O padre Manuel Marques Ferreira teve conhecimento da história da primeira aparição, provavelmente, uma semana a quinze dias depois. “Ainda antes dos finais de maio, chamou à casa paroquial, pela primeira vez, a principal protagonista dos acontecimentos, Lúcia de Jesus. A partir daí, foi fazendo os seus interrogatórios, dos quais tomou apontamentos, com a intenção de os vir a usar no futuro”. Esses apontamentos perderam-se, mas são diversas vezes referidos por quem os viu, como foi o caso do padre Lacerda, diretor de “O Mensageiro”, que os terá transcrito, em grande parte, em outubro de 1917, quando também ele vai interrogar pessoalmente os videntes. Os mesmos apontamentos foram, ainda, a base do relatório paroquial que o padre Manuel envia ao Patriarcado de Lisboa, em abril de 1919.

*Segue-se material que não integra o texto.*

pub mod leave_request;
pub mod settings;
pub mod user;

// Re-export all repositories for easy importing
pub use leave_request::LeaveRequestRepository;
pub use settings::SettingsRepository;
pub use user::UserRepository;
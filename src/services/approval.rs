use chrono::{DateTime, NaiveDate, Utc};
use uuid::Uuid;

use crate::database::{
    Database,
    models::{
        BalanceKind, Decision, LeaveBalances, LeaveRequest, LeaveRequestInput, LeaveStatus,
        LeaveType,
    },
    repositories::LeaveRequestRepository,
    transaction::DatabaseTransaction,
};
use crate::error::AppError;
use crate::services::capabilities::Capability;
use crate::services::leave_validator::{self, LeaveCandidate};
use crate::services::lifecycle::{self, Transition};
use crate::services::user_context::UserContext;

/// How an approved request was charged against its owner's balances.
#[derive(Debug, Clone, Copy, PartialEq, Eq)]
pub struct Debit {
    pub kind: Option<BalanceKind>,
    pub from_balance: u32,
    pub lop: u32,
}

/// Takes `days` from the bucket matching `leave_type`. Whatever the bucket
/// cannot cover is charged to loss of pay, as is the whole amount for types
/// without a bucket of their own.
pub fn debit_balance(balances: &mut LeaveBalances, leave_type: LeaveType, days: u32) -> Debit {
    let kind = leave_type.balance_kind();

    let from_balance = match kind.and_then(|kind| balances.get_mut(&kind)) {
        Some(remaining) => {
            let taken = (*remaining).min(days);
            *remaining -= taken;
            taken
        }
        None => 0,
    };

    let lop = days - from_balance;
    if lop > 0 {
        let entry = balances.entry(BalanceKind::Lop).or_insert(0);
        *entry = entry.saturating_add(lop);
    }

    Debit {
        kind,
        from_balance,
        lop,
    }
}

/// Submission, cancellation and manager decisions on leave requests.
#[derive(Clone)]
pub struct ApprovalService {
    database: Database,
    leave_request_repository: LeaveRequestRepository,
}

impl ApprovalService {
    pub fn new(database: Database) -> Self {
        let leave_request_repository = LeaveRequestRepository::new(database.clone());
        Self {
            database,
            leave_request_repository,
        }
    }

    /// Validates `input` against the configuration in force and stores it as
    /// a new pending request owned by the caller.
    pub async fn submit(
        &self,
        ctx: &UserContext,
        input: LeaveRequestInput,
        now: DateTime<Utc>,
    ) -> Result<LeaveRequest, AppError> {
        ctx.requires(Capability::ApplyLeave)?;

        if input
            .user_id
            .as_deref()
            .is_some_and(|user_id| user_id != ctx.user_id())
        {
            return Err(AppError::PermissionDenied(
                "Leave can only be requested for yourself".to_string(),
            ));
        }

        let candidate = LeaveCandidate {
            leave_type: input.leave_type,
            start_date: input.start_date,
            end_date: input.end_date,
        };
        let owner_id = ctx.user_id().to_string();

        let request = DatabaseTransaction::run(&self.database, |tx| {
            let days = leave_validator::validate(&candidate, &tx.configuration, now.date_naive())?;

            let request = LeaveRequest {
                id: format!("leave_{}_{}", owner_id, Uuid::new_v4().simple()),
                user_id: owner_id.clone(),
                leave_type: candidate.leave_type,
                start_date: candidate.start_date,
                end_date: candidate.end_date,
                reason: input.reason.trim().to_string(),
                status: LeaveStatus::Pending,
                applied_on: now,
                decided_by: None,
                decided_on: None,
            };

            log::info!(
                "Leave request {} submitted by {}: {} for {} day(s)",
                request.id,
                request.user_id,
                request.leave_type,
                days
            );

            tx.leave_requests.push(request.clone());
            Ok(request)
        })
        .await?;

        Ok(request)
    }

    /// Owner withdraws a pending request that has not started yet.
    pub async fn cancel(
        &self,
        ctx: &UserContext,
        request_id: &str,
        today: NaiveDate,
    ) -> Result<LeaveRequest, AppError> {
        DatabaseTransaction::run(&self.database, |tx| {
            let request = tx
                .leave_request_mut(request_id)
                .ok_or_else(|| AppError::not_found("Leave request", request_id))?;

            if request.user_id != ctx.user_id() {
                return Err(AppError::PermissionDenied(
                    "Only the requester can cancel a leave request".to_string(),
                ));
            }
            ctx.requires(Capability::CancelOwnLeave)?;

            lifecycle::apply(request, Transition::Cancel, today)?;
            log::info!("Leave request {} cancelled by {}", request.id, ctx.user_id());

            Ok(request.clone())
        })
        .await
    }

    /// Approves or rejects a pending request. On approval the owner's balance
    /// is debited in the same write when `deductOnApproval` is on.
    pub async fn decide(
        &self,
        ctx: &UserContext,
        request_id: &str,
        decision: Decision,
        now: DateTime<Utc>,
    ) -> Result<LeaveRequest, AppError> {
        DatabaseTransaction::run(&self.database, |tx| {
            let mut request = tx
                .leave_request(request_id)
                .cloned()
                .ok_or_else(|| AppError::not_found("Leave request", request_id))?;

            let allowed = match tx.user(&request.user_id) {
                Some(owner) => ctx.capabilities.can_decide_for(ctx.user_id(), owner),
                None => ctx.can(Capability::DecideAnyLeave),
            };
            if !allowed {
                return Err(AppError::PermissionDenied(
                    "Only the requester's manager or an admin can decide this request"
                        .to_string(),
                ));
            }

            let status = lifecycle::apply(&mut request, decision.into(), now.date_naive())?;
            request.decided_by = Some(ctx.user_id().to_string());
            request.decided_on = Some(now);
            log::info!(
                "Leave request {} {} by {}",
                request.id,
                status,
                ctx.user_id()
            );

            let deduct = tx.configuration.settings.deduct_on_approval;
            if status == LeaveStatus::Approved && deduct && request.leave_type.is_debited() {
                let days = leave_validator::day_count(request.start_date, request.end_date);
                if let Some(owner) = tx.user_mut(&request.user_id) {
                    let debit = debit_balance(&mut owner.leave_balances, request.leave_type, days);
                    log::info!(
                        "Debited {} day(s) from {} ({:?}: {}, lop: {})",
                        days,
                        owner.id,
                        debit.kind,
                        debit.from_balance,
                        debit.lop
                    );
                }
            }

            if let Some(stored) = tx.leave_request_mut(request_id) {
                *stored = request.clone();
            }

            Ok(request)
        })
        .await
    }

    /// Pending requests of `manager_id`'s current reports. Managers see their
    /// own queue, admins may look at anyone's.
    pub async fn pending_for_manager(
        &self,
        ctx: &UserContext,
        manager_id: &str,
    ) -> Result<Vec<LeaveRequest>, AppError> {
        if ctx.user_id() == manager_id {
            ctx.requires(Capability::DecideTeamLeave)?;
        } else {
            ctx.requires(Capability::DecideAnyLeave)?;
        }

        Ok(self
            .leave_request_repository
            .find_pending_for_manager(manager_id)
            .await)
    }
}
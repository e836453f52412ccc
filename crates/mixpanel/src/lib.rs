//! Mixpanel ingestion API client for Rust.
//!
//! Each call formats one event, profile update or alias into the
//! ingestion wire format and posts it straight away. A call succeeds
//! only when the API answers with the body `1`.
//!
//! # Example
//!
//! ```rust,no_run
//! use mixpanel::{Event, Mixpanel, ProfileUpdate};
//!
//! #[tokio::main]
//! async fn main() -> Result<(), mixpanel::Error> {
//!     let client = Mixpanel::builder("project_token")
//!         .api_url("https://api-eu.mixpanel.com")
//!         .build()?;
//!
//!     client
//!         .track("user_42", "checkout", Event::new().property("total", 99.5))
//!         .await?;
//!
//!     client
//!         .union_group("company", "acme", ProfileUpdate::union().property("plans", vec!["pro"]))
//!         .await?;
//!
//!     Ok(())
//! }
//! ```

mod client;
mod config;
mod error;
mod payload;
mod properties;
mod transport;
mod types;

pub use client::Mixpanel;
pub use config::{Config, MixpanelBuilder, DEFAULT_API_URL};
pub use error::{Error, SubmitError};
pub use properties::Properties;
pub use transport::Endpoint;
pub use types::{Event, Ip, Operation, ProfileTime, ProfileUpdate};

Quem recorda bem aquele primeiro encontro é a outra protagonista, Lúcia de Jesus, que escreve nas suas Memórias: “O Senhor Prior[. ..] chama-me para junto da sua escrivaninha. Quando vi Sua Rev.ª interrogando com toda a paz e até com amabilidade, fiquei admirada. No entanto, conservava a expectativa do que viria. O interrogatório foi muito minucioso e, quase me atrevia a dizer, maçador. Sua Rev.ª fez-me uma pequena advertência, porque, dizia: «Não me parece uma revelação do Céu. Quando se dão estas coisas, por ordinário, Nosso Senhor manda essas almas a quem Se comunica dar conta do que se passa a seus confessores ou párocos e esta, ao contrário, retrai-se quanto pode. Isto também pode ser um engano do Demónio. Vamos a ver. O futuro nos dirá o que havemos de pensar»”.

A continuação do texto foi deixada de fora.